座学研修でも教わったしマナーブックにも書いてあったことばかりだけれど、知識として理解するのと実践で身に付けるのとではこうも差があるのか…というのを肌で感じた経験でした。

そんな経験が実ってか、異動先の支店で電話を取っていたら「電話を取る姿勢が積極的、応対もしっかりしていて周囲にいい影響を与えている」と期末の振り返りで上司から評価していただいたり、転職先の会社でも「すー(私)さんは電話のやりとりがとても上手ね」と褒めていただけました。素直に嬉しかったです。

…というのを思い出して書いていたのですが、何だか就活生の「あなたが困難を乗り越えた経験を教えて下さい」に対する回答みたいになってしまいました。

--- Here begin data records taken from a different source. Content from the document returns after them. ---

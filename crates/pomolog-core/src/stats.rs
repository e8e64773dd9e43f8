//! Statistics aggregation over parsed session entries.
//!
//! [`compute_stats`] reduces a slice of entries to a [`Summary`] in a
//! single pass plus a streak walk. The reference instant is an explicit
//! parameter: every date comparison in one invocation (today, the Monday
//! week window, the streak) derives from the same `now`, so an entry can
//! never land on different sides of a midnight boundary mid-computation.

use std::collections::HashSet;
use std::path::Path;

use chrono::{Datelike, Duration, NaiveDate, NaiveDateTime};
use serde::{Deserialize, Serialize};

use crate::parser::{LogError, parse_log_file};
use crate::session::{SessionEntry, SessionKind, SessionStatus};

/// Completed work sessions per full pomodoro cycle.
const SESSIONS_PER_CYCLE: usize = 4;

/// Aggregated statistics for one session log, as of a reference instant.
///
/// Field names are a stable external contract; the JSON rendering of this
/// struct is what downstream consumers parse.
#[derive(Debug, Clone, PartialEq, Serialize, Deserialize)]
pub struct Summary {
    /// The reference instant the statistics were computed against.
    pub generated_at: NaiveDateTime,
    /// Count of well-formed entries.
    pub log_entries: usize,
    /// Count of lines that failed the grammar or timestamp parse.
    pub malformed_entries: usize,
    pub date_scope: DateScope,
    pub sessions: SessionTotals,
    pub focus: FocusMetrics,
    pub streaks: Streaks,
    pub averages: Averages,
    pub cycles: Cycles,
}

/// The calendar window the summary was computed in.
#[derive(Debug, Clone, Copy, PartialEq, Eq, Serialize, Deserialize)]
pub struct DateScope {
    pub today: NaiveDate,
    /// Monday of the week containing `today`.
    pub week_start: NaiveDate,
    /// Sunday of the same week, inclusive.
    pub week_end: NaiveDate,
}

/// Per-kind counters for the three recognized session kinds.
#[derive(Debug, Clone, Default, PartialEq, Eq, Serialize, Deserialize)]
pub struct SessionTotals {
    pub work: KindTotals,
    pub short_break: KindTotals,
    pub long_break: KindTotals,
}

impl SessionTotals {
    fn bucket_mut(&mut self, kind: SessionKind) -> &mut KindTotals {
        match kind {
            SessionKind::Work => &mut self.work,
            SessionKind::ShortBreak => &mut self.short_break,
            SessionKind::LongBreak => &mut self.long_break,
        }
    }

    /// Completed and completed-plus-skipped counts across all three kinds.
    fn completion_counts(&self) -> (usize, usize) {
        let kinds = [&self.work, &self.short_break, &self.long_break];
        let completed: usize = kinds.iter().map(|k| k.completed).sum();
        let skipped: usize = kinds.iter().map(|k| k.skipped).sum();
        (completed, completed + skipped)
    }
}

/// Counters for a single session kind.
#[derive(Debug, Clone, Copy, Default, PartialEq, Eq, Serialize, Deserialize)]
pub struct KindTotals {
    pub completed: usize,
    pub skipped: usize,
    /// Summed `duration_seconds` of completed sessions only.
    pub total_duration_seconds: i64,
}

/// Work-focused metrics for today and the current week.
#[derive(Debug, Clone, Copy, PartialEq, Serialize, Deserialize)]
pub struct FocusMetrics {
    pub today_work_sessions_completed: usize,
    pub today_focus_minutes: f64,
    pub week_focus_minutes: f64,
    /// Completed over completed-plus-skipped across the recognized kinds;
    /// 0.0 when nothing was attempted.
    pub completion_ratio: f64,
}

#[derive(Debug, Clone, Copy, PartialEq, Eq, Serialize, Deserialize)]
pub struct Streaks {
    /// Consecutive days ending today with at least one completed work
    /// session. 0 whenever today itself has none.
    pub consecutive_focus_days: usize,
}

#[derive(Debug, Clone, Copy, PartialEq, Serialize, Deserialize)]
pub struct Averages {
    /// Mean duration of completed work sessions; 0.0 when there are none.
    pub avg_work_session_duration_seconds: f64,
}

#[derive(Debug, Clone, Copy, PartialEq, Eq, Serialize, Deserialize)]
pub struct Cycles {
    /// Full 4-session cycles implied by the completed work count.
    pub estimated_full_cycles_completed: usize,
}

/// Monday and Sunday (inclusive) of the week containing `today`.
fn week_bounds(today: NaiveDate) -> (NaiveDate, NaiveDate) {
    let days_since_monday = today.weekday().num_days_from_monday();
    let week_start = today - Duration::days(i64::from(days_since_monday));
    let week_end = week_start + Duration::days(6);
    (week_start, week_end)
}

/// Counts consecutive days, ending at `today` inclusive, with at least one
/// completed work session.
fn consecutive_focus_days(entries: &[SessionEntry], today: NaiveDate) -> usize {
    let focus_dates: HashSet<NaiveDate> = entries
        .iter()
        .filter(|entry| entry.is_completed_work())
        .map(|entry| entry.timestamp.date())
        .collect();

    let mut streak = 0;
    let mut day = today;
    while focus_dates.contains(&day) {
        streak += 1;
        day -= Duration::days(1);
    }
    streak
}

/// Computes the summary for `entries` against the reference instant `now`.
///
/// Pure: the clock is never read here. The caller captures `now` once per
/// invocation and passes it down, which also pins every date window in
/// tests.
#[must_use]
#[allow(clippy::cast_precision_loss)]
pub fn compute_stats(
    entries: &[SessionEntry],
    malformed_entries: usize,
    now: NaiveDateTime,
) -> Summary {
    let today = now.date();
    let (week_start, week_end) = week_bounds(today);

    let mut sessions = SessionTotals::default();
    let mut today_work_sessions = 0usize;
    let mut today_focus_seconds = 0i64;
    let mut week_focus_seconds = 0i64;

    for entry in entries {
        let kind = entry.session_type.parse::<SessionKind>().ok();
        let status = entry.status.parse::<SessionStatus>().ok();

        if let (Some(kind), Some(status)) = (kind, status) {
            let bucket = sessions.bucket_mut(kind);
            match status {
                SessionStatus::Completed => {
                    bucket.completed += 1;
                    bucket.total_duration_seconds += entry.duration_seconds;
                }
                SessionStatus::Skipped => bucket.skipped += 1,
            }
        }

        if kind == Some(SessionKind::Work) && status == Some(SessionStatus::Completed) {
            let entry_date = entry.timestamp.date();
            if entry_date == today {
                today_work_sessions += 1;
                today_focus_seconds += entry.duration_seconds;
            }
            if (week_start..=week_end).contains(&entry_date) {
                week_focus_seconds += entry.duration_seconds;
            }
        }
    }

    let (completed, attempted) = sessions.completion_counts();
    let completion_ratio = if attempted > 0 {
        completed as f64 / attempted as f64
    } else {
        0.0
    };

    let avg_work_session_duration_seconds = if sessions.work.completed > 0 {
        sessions.work.total_duration_seconds as f64 / sessions.work.completed as f64
    } else {
        0.0
    };

    Summary {
        generated_at: now,
        log_entries: entries.len(),
        malformed_entries,
        date_scope: DateScope {
            today,
            week_start,
            week_end,
        },
        focus: FocusMetrics {
            today_work_sessions_completed: today_work_sessions,
            today_focus_minutes: today_focus_seconds as f64 / 60.0,
            week_focus_minutes: week_focus_seconds as f64 / 60.0,
            completion_ratio,
        },
        streaks: Streaks {
            consecutive_focus_days: consecutive_focus_days(entries, today),
        },
        averages: Averages {
            avg_work_session_duration_seconds,
        },
        cycles: Cycles {
            estimated_full_cycles_completed: sessions.work.completed / SESSIONS_PER_CYCLE,
        },
        sessions,
    }
}

/// Parses the log at `log_path` and computes its summary in one call.
pub fn generate_stats(log_path: &Path, now: NaiveDateTime) -> Result<Summary, LogError> {
    let (entries, malformed) = parse_log_file(log_path)?;
    Ok(compute_stats(&entries, malformed, now))
}
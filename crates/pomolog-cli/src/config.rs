//! Configuration loading and management.

use std::path::{Path, PathBuf};

use figment::Figment;
use figment::providers::{Env, Format, Serialized, Toml};
use serde::{Deserialize, Serialize};

/// Application configuration.
#[derive(Debug, Clone, Serialize, Deserialize)]
pub struct Config {
    /// Path to the session log file.
    pub log_path: PathBuf,
}

impl Default for Config {
    fn default() -> Self {
        let data_dir = dirs_data_path().unwrap_or_else(|| PathBuf::from("."));
        Self {
            log_path: data_dir.join("sessions.log"),
        }
    }
}

impl Config {
    /// Loads configuration from default locations.
    #[expect(
        clippy::result_large_err,
        reason = "figment::Error is large but only returned at startup"
    )]
    pub fn load() -> Result<Self, figment::Error> {
        Self::load_from(None)
    }

    /// Loads configuration, optionally from a specific file.
    #[expect(
        clippy::result_large_err,
        reason = "figment::Error is large but only returned at startup"
    )]
    pub fn load_from(config_path: Option<&Path>) -> Result<Self, figment::Error> {
        let mut figment = Figment::from(Serialized::defaults(Self::default()));

        // Load from default config location
        if let Some(config_dir) = dirs_config_path() {
            figment = figment.merge(Toml::file(config_dir.join("config.toml")));
        }

        // Load from specified config file
        if let Some(path) = config_path {
            figment = figment.merge(Toml::file(path));
        }

        // Load from environment variables (POMOLOG_*)
        figment = figment.merge(Env::prefixed("POMOLOG_"));

        figment.extract()
    }
}

/// Returns the platform-specific config directory for pomolog.
fn dirs_config_path() -> Option<PathBuf> {
    dirs::config_dir().map(|p| p.join("pomolog"))
}

/// Returns the platform-specific data directory for pomolog.
///
/// On Linux: `~/.local/share/pomolog`
pub fn dirs_data_path() -> Option<PathBuf> {
    dirs::data_dir().map(|p| p.join("pomolog"))
}
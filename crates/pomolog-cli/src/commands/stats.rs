//! Stats command for summarizing the session log.

use std::fmt::Write as _;
use std::io::Write;
use std::path::Path;

use anyhow::{Context, Result};
use chrono::Local;
use serde::Serialize;

use pomolog_core::{Summary, generate_stats};

/// Error document emitted on stdout in JSON mode when the pipeline fails.
///
/// Matches the envelope an HTTP front end returns for the same failure, so
/// scripted consumers can key off `error_code` either way.
#[derive(Debug, Serialize)]
struct ErrorEnvelope {
    status: &'static str,
    error_code: &'static str,
    message: String,
}

/// Runs the stats command against the log at `log_path`.
pub fn run<W: Write>(writer: &mut W, log_path: &Path, json: bool) -> Result<()> {
    // One clock read per invocation; every date window in the summary
    // derives from this instant.
    let now = Local::now().naive_local();
    tracing::debug!(log = %log_path.display(), %now, "generating statistics");

    let summary = match generate_stats(log_path, now)
        .with_context(|| format!("failed to read session log {}", log_path.display()))
    {
        Ok(summary) => summary,
        Err(err) => {
            if json {
                let envelope = ErrorEnvelope {
                    status: "error",
                    error_code: "STATS_COMPUTE_FAILED",
                    message: format!("{err:#}"),
                };
                writeln!(writer, "{}", serde_json::to_string_pretty(&envelope)?)?;
            }
            return Err(err);
        }
    };

    if json {
        writeln!(writer, "{}", serde_json::to_string_pretty(&summary)?)?;
    } else {
        write!(writer, "{}", format_report(&summary))?;
    }

    Ok(())
}

/// Formats the human-readable report output.
fn format_report(summary: &Summary) -> String {
    let mut output = String::new();

    writeln!(
        output,
        "POMODORO STATS: {}",
        summary.date_scope.today.format("%A, %b %-d, %Y")
    )
    .unwrap();
    writeln!(
        output,
        "Week of {} ({} entries, {} malformed)",
        summary.date_scope.week_start.format("%b %-d, %Y"),
        summary.log_entries,
        summary.malformed_entries
    )
    .unwrap();

    writeln!(output).unwrap();
    writeln!(output, "SESSIONS").unwrap();
    writeln!(output, "────────").unwrap();
    for (name, totals) in [
        ("work", &summary.sessions.work),
        ("short_break", &summary.sessions.short_break),
        ("long_break", &summary.sessions.long_break),
    ] {
        writeln!(
            output,
            "{name:<12} {:>3} completed  {:>3} skipped  ({})",
            totals.completed,
            totals.skipped,
            format_duration(totals.total_duration_seconds)
        )
        .unwrap();
    }

    writeln!(output).unwrap();
    writeln!(output, "FOCUS").unwrap();
    writeln!(output, "─────").unwrap();
    writeln!(
        output,
        "Today:       {} work sessions ({})",
        summary.focus.today_work_sessions_completed,
        format_minutes(summary.focus.today_focus_minutes)
    )
    .unwrap();
    writeln!(
        output,
        "This week:   {}",
        format_minutes(summary.focus.week_focus_minutes)
    )
    .unwrap();
    writeln!(
        output,
        "Completion:  {:.0}%",
        summary.focus.completion_ratio * 100.0
    )
    .unwrap();
    writeln!(
        output,
        "Streak:      {} day(s)",
        summary.streaks.consecutive_focus_days
    )
    .unwrap();

    writeln!(output).unwrap();
    writeln!(output, "SUMMARY").unwrap();
    writeln!(output, "───────").unwrap();
    writeln!(
        output,
        "Avg work session: {}",
        format_seconds(summary.averages.avg_work_session_duration_seconds)
    )
    .unwrap();
    writeln!(
        output,
        "Full cycles:      {}",
        summary.cycles.estimated_full_cycles_completed
    )
    .unwrap();

    output
}

/// Formats whole seconds as duration string.
/// Returns "Xh Ym" if >= 1 hour, "Xm" if < 1 hour.
/// Negative durations are treated as 0m.
fn format_duration(seconds: i64) -> String {
    if seconds < 0 {
        return "0m".to_string();
    }
    let total_minutes = seconds / 60;
    let hours = total_minutes / 60;
    let minutes = total_minutes % 60;

    if hours >= 1 {
        format!("{hours}h {minutes}m")
    } else {
        format!("{minutes}m")
    }
}

/// Formats a fractional second count, flooring to whole seconds.
#[allow(clippy::cast_possible_truncation)]
fn format_seconds(seconds: f64) -> String {
    format_duration(seconds as i64)
}

/// Formats a fractional minute total as a duration string.
fn format_minutes(minutes: f64) -> String {
    format_seconds(minutes * 60.0)
}
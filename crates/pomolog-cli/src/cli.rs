//! Command-line argument definitions.

use std::path::PathBuf;

use clap::{Parser, Subcommand};

/// Pomodoro session log analytics.
///
/// Reads the append-only log written by the timer and computes productivity
/// statistics: per-kind session counts, focus time, streaks, and cycle
/// estimates.
#[derive(Debug, Parser)]
#[command(name = "pomolog", version, about, long_about = None)]
pub struct Cli {
    /// Enable verbose output.
    #[arg(short, long, global = true)]
    pub verbose: bool,

    /// Path to config file.
    #[arg(short, long, global = true)]
    pub config: Option<PathBuf>,

    #[command(subcommand)]
    pub command: Option<Commands>,
}

/// Available subcommands.
#[derive(Debug, Subcommand)]
pub enum Commands {
    /// Compute statistics from the session log.
    Stats {
        /// Path to the session log (overrides the configured path).
        #[arg(long)]
        log: Option<PathBuf>,

        /// Print the summary as JSON instead of the formatted report.
        #[arg(long)]
        json: bool,
    },
}
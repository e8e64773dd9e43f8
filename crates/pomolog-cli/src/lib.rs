//! Pomolog CLI library.
//!
//! This crate provides the CLI interface for the session log analytics.

mod cli;
pub mod commands;
mod config;

pub use cli::{Cli, Commands};
pub use config::Config;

偉そうに書いてしまったけど、電話応対を知り尽くしたワケでは全然なく、大変さの多分ほんの一部しか理解できていないだろうな…と思います。コールセンターに勤務していたわけではないし、本格的なクレーム対応は上司に放り投げていましたし。
だけど、自分がそういう電話応対の大変さを少しでも知れたからこそ、自分がお客さんとして電話した先で応対してくれる方には、できる限りの配慮をしたいです。例えば、あらかじめ紙とペンは用意して、こちらが伝えるべきことも手短にまとめて、忙しそうな時間はできるだけ避けて…とか。これらを当たり前にやってらっしゃる方は多いと思いますが、あえて書き出してみました。自分自身への戒め、という意味も込めて。

私が支店にいた時は、電話は鳴れば取るけれど、もちろん電話応対にずーっと専念しているわけではなく、他にも抱えてる業務が常に複数あった状態でした。その間に別のお客さんを待たせていたりすることもあったり…。今なんて、コロナという未だかつてない状況下で当時以上にバタバタしていることかと思います。

そんな中でも、焦ったり慌てたりを声色に出さず、落ち着いて対応してくださった支店の方には頭の下がる思いでした。改めて心の中で感謝するとともに、今後お世話になる時も、なるべく迷惑なお客さんにならないように気を付けたいです。